• _What the task asks_: Set each line of the records down again exactly, please.

• _Data for analysis_:
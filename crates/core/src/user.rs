use chrono::{DateTime, Utc};
use serde::{Deserialize, Serialize};
use sqlx::types::Uuid;
use sqlx::PgExecutor;
use strum_macros::{Display, EnumString};

use crate::error::CoreError;
use crate::plans::PlanKind;
use crate::refs::HasId;

#[derive(
    Debug, Clone, Copy, PartialEq, Eq, Serialize, Deserialize, sqlx::Type, Display, EnumString,
)]
#[sqlx(type_name = "text", rename_all = "snake_case")]
#[serde(rename_all = "snake_case")]
#[strum(serialize_all = "snake_case")]
pub enum UserRole {
    Customer,
    Provider,
    Admin,
}

/// Marketplace account. `credits` is written exclusively by the ledger
/// operations in [`crate::credits`]; the subscription fields are written
/// exclusively by the billing webhook path.
#[derive(Debug, Clone, Serialize, Deserialize, sqlx::FromRow)]
#[serde(rename_all = "camelCase")]
pub struct User {
    pub id: Uuid,
    pub email: String,
    pub display_name: String,
    pub role: UserRole,
    pub credits: i64,
    pub subscription_type: Option<PlanKind>,
    pub subscription_status: Option<String>,
    pub trial_ends_at: Option<DateTime<Utc>>,
    pub next_billing_date: Option<DateTime<Utc>>,
    pub stripe_customer_id: Option<String>,
    pub stripe_subscription_id: Option<String>,
    pub created_at: DateTime<Utc>,
    pub updated_at: DateTime<Utc>,
}

/// The subscription-facing slice of a user row, applied as one write by the
/// webhook handlers. `None` fields clear their columns, which is what a
/// deleted subscription needs.
#[derive(Debug, Clone, Default)]
pub struct SubscriptionProfile {
    pub subscription_type: Option<PlanKind>,
    pub subscription_status: Option<String>,
    pub trial_ends_at: Option<DateTime<Utc>>,
    pub next_billing_date: Option<DateTime<Utc>>,
    pub stripe_subscription_id: Option<String>,
}

impl HasId for User {
    fn record_id(&self) -> Uuid {
        self.id
    }
}

impl User {
    pub fn new(email: String, display_name: String, role: UserRole) -> Self {
        let now = Utc::now();
        Self {
            id: Uuid::new_v4(),
            email,
            display_name,
            role,
            credits: 0,
            subscription_type: None,
            subscription_status: None,
            trial_ends_at: None,
            next_billing_date: None,
            stripe_customer_id: None,
            stripe_subscription_id: None,
            created_at: now,
            updated_at: now,
        }
    }

    pub async fn create<'e, E: PgExecutor<'e>>(self, executor: E) -> Result<User, CoreError> {
        let user = sqlx::query_as::<_, User>(
            r#"
            INSERT INTO users (
                id, email, display_name, role, credits,
                subscription_type, subscription_status, trial_ends_at, next_billing_date,
                stripe_customer_id, stripe_subscription_id, created_at, updated_at
            )
            VALUES ($1, $2, $3, $4, $5, $6, $7, $8, $9, $10, $11, $12, $13)
            RETURNING *
            "#,
        )
        .bind(self.id)
        .bind(&self.email)
        .bind(&self.display_name)
        .bind(self.role)
        .bind(self.credits)
        .bind(self.subscription_type)
        .bind(&self.subscription_status)
        .bind(self.trial_ends_at)
        .bind(self.next_billing_date)
        .bind(&self.stripe_customer_id)
        .bind(&self.stripe_subscription_id)
        .bind(self.created_at)
        .bind(self.updated_at)
        .fetch_one(executor)
        .await?;
        Ok(user)
    }

    pub async fn find_by_id<'e, E: PgExecutor<'e>>(
        executor: E,
        id: Uuid,
    ) -> Result<Option<User>, CoreError> {
        let user = sqlx::query_as::<_, User>("SELECT * FROM users WHERE id = $1")
            .bind(id)
            .fetch_optional(executor)
            .await?;
        Ok(user)
    }

    pub async fn find_by_email<'e, E: PgExecutor<'e>>(
        executor: E,
        email: &str,
    ) -> Result<Option<User>, CoreError> {
        let user = sqlx::query_as::<_, User>("SELECT * FROM users WHERE email = $1")
            .bind(email)
            .fetch_optional(executor)
            .await?;
        Ok(user)
    }

    pub async fn find_by_stripe_customer_id<'e, E: PgExecutor<'e>>(
        executor: E,
        stripe_customer_id: &str,
    ) -> Result<Option<User>, CoreError> {
        let user = sqlx::query_as::<_, User>("SELECT * FROM users WHERE stripe_customer_id = $1")
            .bind(stripe_customer_id)
            .fetch_optional(executor)
            .await?;
        Ok(user)
    }

    pub async fn set_stripe_customer_id<'e, E: PgExecutor<'e>>(
        executor: E,
        user_id: Uuid,
        stripe_customer_id: &str,
    ) -> Result<User, CoreError> {
        let user = sqlx::query_as::<_, User>(
            "UPDATE users SET stripe_customer_id = $1, updated_at = NOW() WHERE id = $2 RETURNING *",
        )
        .bind(stripe_customer_id)
        .bind(user_id)
        .fetch_optional(executor)
        .await?
        .ok_or(CoreError::NotFound("user"))?;
        Ok(user)
    }

    pub async fn apply_subscription_profile<'e, E: PgExecutor<'e>>(
        executor: E,
        user_id: Uuid,
        profile: &SubscriptionProfile,
    ) -> Result<User, CoreError> {
        let user = sqlx::query_as::<_, User>(
            r#"
            UPDATE users SET
                subscription_type = $1,
                subscription_status = $2,
                trial_ends_at = $3,
                next_billing_date = $4,
                stripe_subscription_id = $5,
                updated_at = NOW()
            WHERE id = $6
            RETURNING *
            "#,
        )
        .bind(profile.subscription_type)
        .bind(&profile.subscription_status)
        .bind(profile.trial_ends_at)
        .bind(profile.next_billing_date)
        .bind(&profile.stripe_subscription_id)
        .bind(user_id)
        .fetch_optional(executor)
        .await?
        .ok_or(CoreError::NotFound("user"))?;
        Ok(user)
    }
}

• _Answer section_:
filename crates/core/src/user.rs
use chrono::{DateTime, Utc};
use serde::{Deserialize, Serialize};
use sqlx::types::Uuid;
use sqlx::PgExecutor;
use strum_macros::{Display, EnumString};

use crate::error::CoreError;
use crate::plans::PlanKind;
use crate::refs::HasId;

#[derive(
    Debug, Clone, Copy, PartialEq, Eq, Serialize, Deserialize, sqlx::Type, Display, EnumString,
)]
#[sqlx(type_name = "text", rename_all = "snake_case")]
#[serde(rename_all = "snake_case")]
#[strum(serialize_all = "snake_case")]
pub enum UserRole {
    Customer,
    Provider,
    Admin,
}

/// Marketplace account. `credits` is written exclusively by the ledger
/// operations in [`crate::credits`]; the subscription fields are written
/// exclusively by the billing webhook path.
#[derive(Debug, Clone, Serialize, Deserialize, sqlx::FromRow)]
#[serde(rename_all = "camelCase")]
pub struct User {
    pub id: Uuid,
    pub email: String,
    pub display_name: String,
    pub role: UserRole,
    pub credits: i64,
    pub subscription_type: Option<PlanKind>,
    pub subscription_status: Option<String>,
    pub trial_ends_at: Option<DateTime<Utc>>,
    pub next_billing_date: Option<DateTime<Utc>>,
    pub stripe_customer_id: Option<String>,
    pub stripe_subscription_id: Option<String>,
    pub created_at: DateTime<Utc>,
    pub updated_at: DateTime<Utc>,
}

/// The subscription-facing slice of a user row, applied as one write by the
/// webhook handlers. `None` fields clear their columns, which is what a
/// deleted subscription needs.
#[derive(Debug, Clone, Default)]
pub struct SubscriptionProfile {
    pub subscription_type: Option<PlanKind>,
    pub subscription_status: Option<String>,
    pub trial_ends_at: Option<DateTime<Utc>>,
    pub next_billing_date: Option<DateTime<Utc>>,
    pub stripe_subscription_id: Option<String>,
}

impl HasId for User {
    fn record_id(&self) -> Uuid {
        self.id
    }
}

impl User {
    pub fn new(email: String, display_name: String, role: UserRole) -> Self {
        let now = Utc::now();
        Self {
            id: Uuid::new_v4(),
            email,
            display_name,
            role,
            credits: 0,
            subscription_type: None,
            subscription_status: None,
            trial_ends_at: None,
            next_billing_date: None,
            stripe_customer_id: None,
            stripe_subscription_id: None,
            created_at: now,
            updated_at: now,
        }
    }

    pub async fn create<'e, E: PgExecutor<'e>>(self, executor: E) -> Result<User, CoreError> {
        let user = sqlx::query_as::<_, User>(
            r#"
            INSERT INTO users (
                id, email, display_name, role, credits,
                subscription_type, subscription_status, trial_ends_at, next_billing_date,
                stripe_customer_id, stripe_subscription_id, created_at, updated_at
            )
            VALUES ($1, $2, $3, $4, $5, $6, $7, $8, $9, $10, $11, $12, $13)
            RETURNING *
            "#,
        )
        .bind(self.id)
        .bind(&self.email)
        .bind(&self.display_name)
        .bind(self.role)
        .bind(self.credits)
        .bind(self.subscription_type)
        .bind(&self.subscription_status)
        .bind(self.trial_ends_at)
        .bind(self.next_billing_date)
        .bind(&self.stripe_customer_id)
        .bind(&self.stripe_subscription_id)
        .bind(self.created_at)
        .bind(self.updated_at)
        .fetch_one(executor)
        .await?;
        Ok(user)
    }

    pub async fn find_by_id<'e, E: PgExecutor<'e>>(
        executor: E,
        id: Uuid,
    ) -> Result<Option<User>, CoreError> {
        let user = sqlx::query_as::<_, User>("SELECT * FROM users WHERE id = $1")
            .bind(id)
            .fetch_optional(executor)
            .await?;
        Ok(user)
    }

    pub async fn find_by_email<'e, E: PgExecutor<'e>>(
        executor: E,
        email: &str,
    ) -> Result<Option<User>, CoreError> {
        let user = sqlx::query_as::<_, User>("SELECT * FROM users WHERE email = $1")
            .bind(email)
            .fetch_optional(executor)
            .await?;
        Ok(user)
    }

    pub async fn find_by_stripe_customer_id<'e, E: PgExecutor<'e>>(
        executor: E,
        stripe_customer_id: &str,
    ) -> Result<Option<User>, CoreError> {
        let user = sqlx::query_as::<_, User>("SELECT * FROM users WHERE stripe_customer_id = $1")
            .bind(stripe_customer_id)
            .fetch_optional(executor)
            .await?;
        Ok(user)
    }

    pub async fn set_stripe_customer_id<'e, E: PgExecutor<'e>>(
        executor: E,
        user_id: Uuid,
        stripe_customer_id: &str,
    ) -> Result<User, CoreError> {
        let user = sqlx::query_as::<_, User>(
            "UPDATE users SET stripe_customer_id = $1, updated_at = NOW() WHERE id = $2 RETURNING *",
        )
        .bind(stripe_customer_id)
        .bind(user_id)
        .fetch_optional(executor)
        .await?
        .ok_or(CoreError::NotFound("user"))?;
        Ok(user)
    }

    pub async fn apply_subscription_profile<'e, E: PgExecutor<'e>>(
        executor: E,
        user_id: Uuid,
        profile: &SubscriptionProfile,
    ) -> Result<User, CoreError> {
        let user = sqlx::query_as::<_, User>(
            r#"
            UPDATE users SET
                subscription_type = $1,
                subscription_status = $2,
                trial_ends_at = $3,
                next_billing_date = $4,
                stripe_subscription_id = $5,
                updated_at = NOW()
            WHERE id = $6
            RETURNING *
            "#,
        )
        .bind(profile.subscription_type)
        .bind(&profile.subscription_status)
        .bind(profile.trial_ends_at)
        .bind(profile.next_billing_date)
        .bind(&profile.stripe_subscription_id)
        .bind(user_id)
        .fetch_optional(executor)
        .await?
        .ok_or(CoreError::NotFound("user"))?;
        Ok(user)
    }
}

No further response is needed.